A project was developed under the auspices of the Environmental Assessment Office, which was to take into account the demands of the six tribes concerned, i.e. the Malahat, Tsartlip, Pauquachin, Tseycum and Tsawout Bands, and the Cowichan Tribes. The report outlined the traditional and current uses of the affected land around Saanich Inlet.

==Native rights==
They are a member of the Sencot'en Alliance fighting for Native rights. In the 1850s they were signatories to the Douglas Treaties.

==Chief and councillors==

| Position | Name | Term start | Term end | Reference |
|---|---|---|---|---|
| Chief | Rebecca Harris | 10/25/2014 | 10/24/2016 |  |

==Treaty process==
Not participating in BC Treaty Process.

==Demographics==
Pauquachin First Nation has 420 members.

== Marine stewardship and restoration ==
Pauquachin First Nation expanded its marine stewardship work in the early 2020s by establishing a marine program that coordinates water-quality monitoring, shoreline assessments, and intertidal restoration throughout its traditional territory. The program identified Coles Bay as a priority site because federal authorities closed the area to bivalve harvesting in 1997 due to contamination associated with failing septic systems, stormwater discharge, and upland runoff.

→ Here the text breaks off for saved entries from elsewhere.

use std::sync::Arc;

use sqlx::PgPool;

use attackwatch_core::config::PostgresConfig;
use attackwatch_core::Config;
use attackwatch_rules::audit_log::AuditLog;
use attackwatch_rules::{
    EventStore, MemoryStore, NotificationStore, PassRunner, RuleEvaluator, RuleStore,
};

use crate::db;
use crate::pg_store::PgStore;

/// The three stores plus a label for the backend behind them.
#[derive(Clone)]
pub struct Stores {
    pub events: Arc<dyn EventStore>,
    pub rules: Arc<dyn RuleStore>,
    pub notifications: Arc<dyn NotificationStore>,
    pub backend: &'static str,
}

impl Stores {
    pub fn memory() -> Self {
        let store = Arc::new(MemoryStore::new());
        Self {
            events: store.clone(),
            rules: store.clone(),
            notifications: store,
            backend: "memory",
        }
    }

    pub fn postgres(pool: PgPool) -> Self {
        let store = Arc::new(PgStore::new(pool));
        Self {
            events: store.clone(),
            rules: store.clone(),
            notifications: store,
            backend: "postgres",
        }
    }

    /// Postgres when configured and reachable, otherwise in-memory.
    pub async fn connect(config: &PostgresConfig) -> Self {
        match db::init_pg_pool(config).await {
            Some(pool) => Self::postgres(pool),
            None => Self::memory(),
        }
    }
}

pub struct AppState {
    pub config: Config,
    pub stores: Stores,
    pub audit_log: Arc<AuditLog>,
    pub runner: Arc<PassRunner>,
}

impl AppState {
    pub fn new(config: Config, stores: Stores) -> Self {
        let audit_log = Arc::new(AuditLog::with_capacity(
            config.evaluator.audit_log_max_entries,
        ));
        let evaluator = RuleEvaluator::new(
            stores.events.clone(),
            stores.rules.clone(),
            stores.notifications.clone(),
        )
        .with_store_timeout(config.evaluator.store_timeout())
        .with_audit_log(audit_log.clone());

        Self {
            config,
            stores,
            audit_log,
            runner: Arc::new(PassRunner::new(evaluator)),
        }
    }
}
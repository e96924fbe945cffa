use chrono::{DateTime, Utc};
use serde::{Deserialize, Serialize};
use uuid::Uuid;

use crate::error::ValidationError;

pub type RuleId = Uuid;

/// Cooldown applied when a rule leaves `cooldown_minutes` unset.
pub const DEFAULT_COOLDOWN_MINUTES: i32 = 10;

pub const SEVERITY_MIN: i32 = 1;
pub const SEVERITY_MAX: i32 = 10;

/// Whether `value` is a valid attack severity.
pub fn severity_in_range(value: i32) -> bool {
    (SEVERITY_MIN..=SEVERITY_MAX).contains(&value)
}

/// Operator-defined notification rule.
///
/// Every filter is optional; present filters are ANDed. `threshold_count`
/// switches the rule from per-event mode to volume mode.
#[derive(Debug, Clone, Serialize, Deserialize, PartialEq)]
pub struct NotificationRule {
    pub id: RuleId,
    pub name: String,
    pub attack_type: Option<String>,
    /// Matches either the source or the destination country.
    pub country: Option<String>,
    pub min_severity: Option<i32>,
    pub max_severity: Option<i32>,
    pub active: bool,
    pub threshold_count: Option<i32>,
    pub time_window_minutes: Option<i32>,
    pub cooldown_minutes: Option<i32>,
    /// Written only by the evaluator.
    pub last_triggered_at: Option<DateTime<Utc>>,
    pub created_at: DateTime<Utc>,
}

impl NotificationRule {
    /// Build a fresh rule from a validated input.
    pub fn from_input(input: RuleInput, now: DateTime<Utc>) -> Self {
        let mut rule = Self {
            id: Uuid::new_v4(),
            name: String::new(),
            attack_type: None,
            country: None,
            min_severity: None,
            max_severity: None,
            active: true,
            threshold_count: None,
            time_window_minutes: None,
            cooldown_minutes: None,
            last_triggered_at: None,
            created_at: now,
        };
        rule.apply(input);
        rule
    }

    /// Overwrite the configurable fields, keeping id, creation time and
    /// cooldown state.
    pub fn apply(&mut self, input: RuleInput) {
        let input = input.normalized();
        self.name = input.name;
        self.attack_type = input.attack_type;
        self.country = input.country;
        self.min_severity = input.min_severity;
        self.max_severity = input.max_severity;
        self.active = input.active;
        self.threshold_count = input.threshold_count;
        self.time_window_minutes = input.time_window_minutes;
        self.cooldown_minutes = input.cooldown_minutes;
    }

    pub fn is_volume_mode(&self) -> bool {
        self.threshold_count.is_some()
    }

    pub fn effective_cooldown_minutes(&self) -> i32 {
        self.cooldown_minutes.unwrap_or(DEFAULT_COOLDOWN_MINUTES)
    }
}

fn default_active() -> bool {
    true
}

/// Create/update payload for a rule (API bodies and YAML seed files).
#[derive(Debug, Clone, Serialize, Deserialize, PartialEq)]
pub struct RuleInput {
    pub name: String,
    #[serde(default)]
    pub attack_type: Option<String>,
    #[serde(default)]
    pub country: Option<String>,
    #[serde(default)]
    pub min_severity: Option<i32>,
    #[serde(default)]
    pub max_severity: Option<i32>,
    #[serde(default = "default_active")]
    pub active: bool,
    #[serde(default)]
    pub threshold_count: Option<i32>,
    #[serde(default)]
    pub time_window_minutes: Option<i32>,
    #[serde(default)]
    pub cooldown_minutes: Option<i32>,
}

impl RuleInput {
    /// Trim text fields and turn blank filters into absent ones.
    pub fn normalized(mut self) -> Self {
        self.name = self.name.trim().to_string();
        self.attack_type = blank_to_none(self.attack_type);
        self.country = blank_to_none(self.country);
        self
    }

    /// Check the definition before it is stored.
    pub fn validate(&self) -> Result<(), ValidationError> {
        if self.name.trim().is_empty() {
            return Err(ValidationError::EmptyName);
        }
        for (field, value) in [
            ("min_severity", self.min_severity),
            ("max_severity", self.max_severity),
        ] {
            if let Some(v) = value {
                if !severity_in_range(v) {
                    return Err(ValidationError::SeverityOutOfRange { field, value: v });
                }
            }
        }
        if let (Some(min), Some(max)) = (self.min_severity, self.max_severity) {
            if min > max {
                return Err(ValidationError::InvertedSeverityRange { min, max });
            }
        }
        for (field, value) in [
            ("threshold_count", self.threshold_count),
            ("time_window_minutes", self.time_window_minutes),
        ] {
            if let Some(v) = value {
                if v <= 0 {
                    return Err(ValidationError::NotPositive { field, value: v });
                }
            }
        }
        if let Some(c) = self.cooldown_minutes {
            if c < 0 {
                return Err(ValidationError::NegativeCooldown(c));
            }
        }
        Ok(())
    }
}

fn blank_to_none(value: Option<String>) -> Option<String> {
    value
        .map(|s| s.trim().to_string())
        .filter(|s| !s.is_empty())
}

#[cfg(test)]
mod tests {
    use super::*;

    fn input(name: &str) -> RuleInput {
        RuleInput {
            name: name.to_string(),
            attack_type: None,
            country: None,
            min_severity: None,
            max_severity: None,
            active: true,
            threshold_count: None,
            time_window_minutes: None,
            cooldown_minutes: None,
        }
    }

    #[test]
    fn minimal_input_is_valid() {
        assert_eq!(input("all attacks").validate(), Ok(()));
    }

    #[test]
    fn rejects_blank_name() {
        assert_eq!(input("   ").validate(), Err(ValidationError::EmptyName));
    }

    #[test]
    fn rejects_out_of_range_severity() {
        let mut i = input("r");
        i.max_severity = Some(11);
        assert_eq!(
            i.validate(),
            Err(ValidationError::SeverityOutOfRange {
                field: "max_severity",
                value: 11
            })
        );
    }

    #[test]
    fn rejects_inverted_range() {
        let mut i = input("r");
        i.min_severity = Some(8);
        i.max_severity = Some(3);
        assert_eq!(
            i.validate(),
            Err(ValidationError::InvertedSeverityRange { min: 8, max: 3 })
        );
    }

    #[test]
    fn rejects_zero_threshold_and_negative_cooldown() {
        let mut i = input("r");
        i.threshold_count = Some(0);
        assert!(matches!(
            i.validate(),
            Err(ValidationError::NotPositive {
                field: "threshold_count",
                ..
            })
        ));

        let mut i = input("r");
        i.cooldown_minutes = Some(-1);
        assert_eq!(i.validate(), Err(ValidationError::NegativeCooldown(-1)));
    }

    #[test]
    fn defaults_when_deserializing() {
        let i: RuleInput = serde_json::from_str(r#"{"name": "ddos watch"}"#).unwrap();
        assert!(i.active);
        assert!(i.threshold_count.is_none());
    }

    #[test]
    fn apply_keeps_cooldown_state() {
        let now = Utc::now();
        let mut rule = NotificationRule::from_input(input("first"), now);
        rule.last_triggered_at = Some(now);

        let mut update = input("  renamed ");
        update.country = Some("  ".into());
        update.threshold_count = Some(5);
        rule.apply(update);

        assert_eq!(rule.name, "renamed");
        assert!(rule.country.is_none());
        assert!(rule.is_volume_mode());
        assert_eq!(rule.last_triggered_at, Some(now));
        assert_eq!(rule.effective_cooldown_minutes(), DEFAULT_COOLDOWN_MINUTES);
    }
}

PFN produced a series of reports between 2022 and 2024 detailing the ecological, regulatory, and jurisdictional factors affecting the closure. The municipal-level report documented aging private septic systems, inadequate inspection regimes, and stormwater inputs entering Coles Bay through roadside ditches and culverts. A companion provincial-level report assessed the classification of Coles Bay under sanitary-closure frameworks and identified data gaps in long-term bacterial monitoring. A federal-level report, prepared for agencies including Fisheries and Oceans Canada, outlined steps required to advance a conditional-reopening process, including intensified water-quality sampling, shoreline surveys, and coordinated regulatory enforcement.

In August 2025, Pauquachin First Nation hosted a multi-day restoration gathering to construct a traditional sea garden in Coles Bay. Participants built an intertidal rock wall designed to enhance clam habitat and support long-term restoration objectives. Local and regional reporting highlighted PFN’s emphasis on addressing septic and stormwater contamination as a prerequisite to restoring safe harvesting conditions. The Nation’s marine program received regional environmental recognition for its contributions to coastal stewardship and community-led habitat restoration.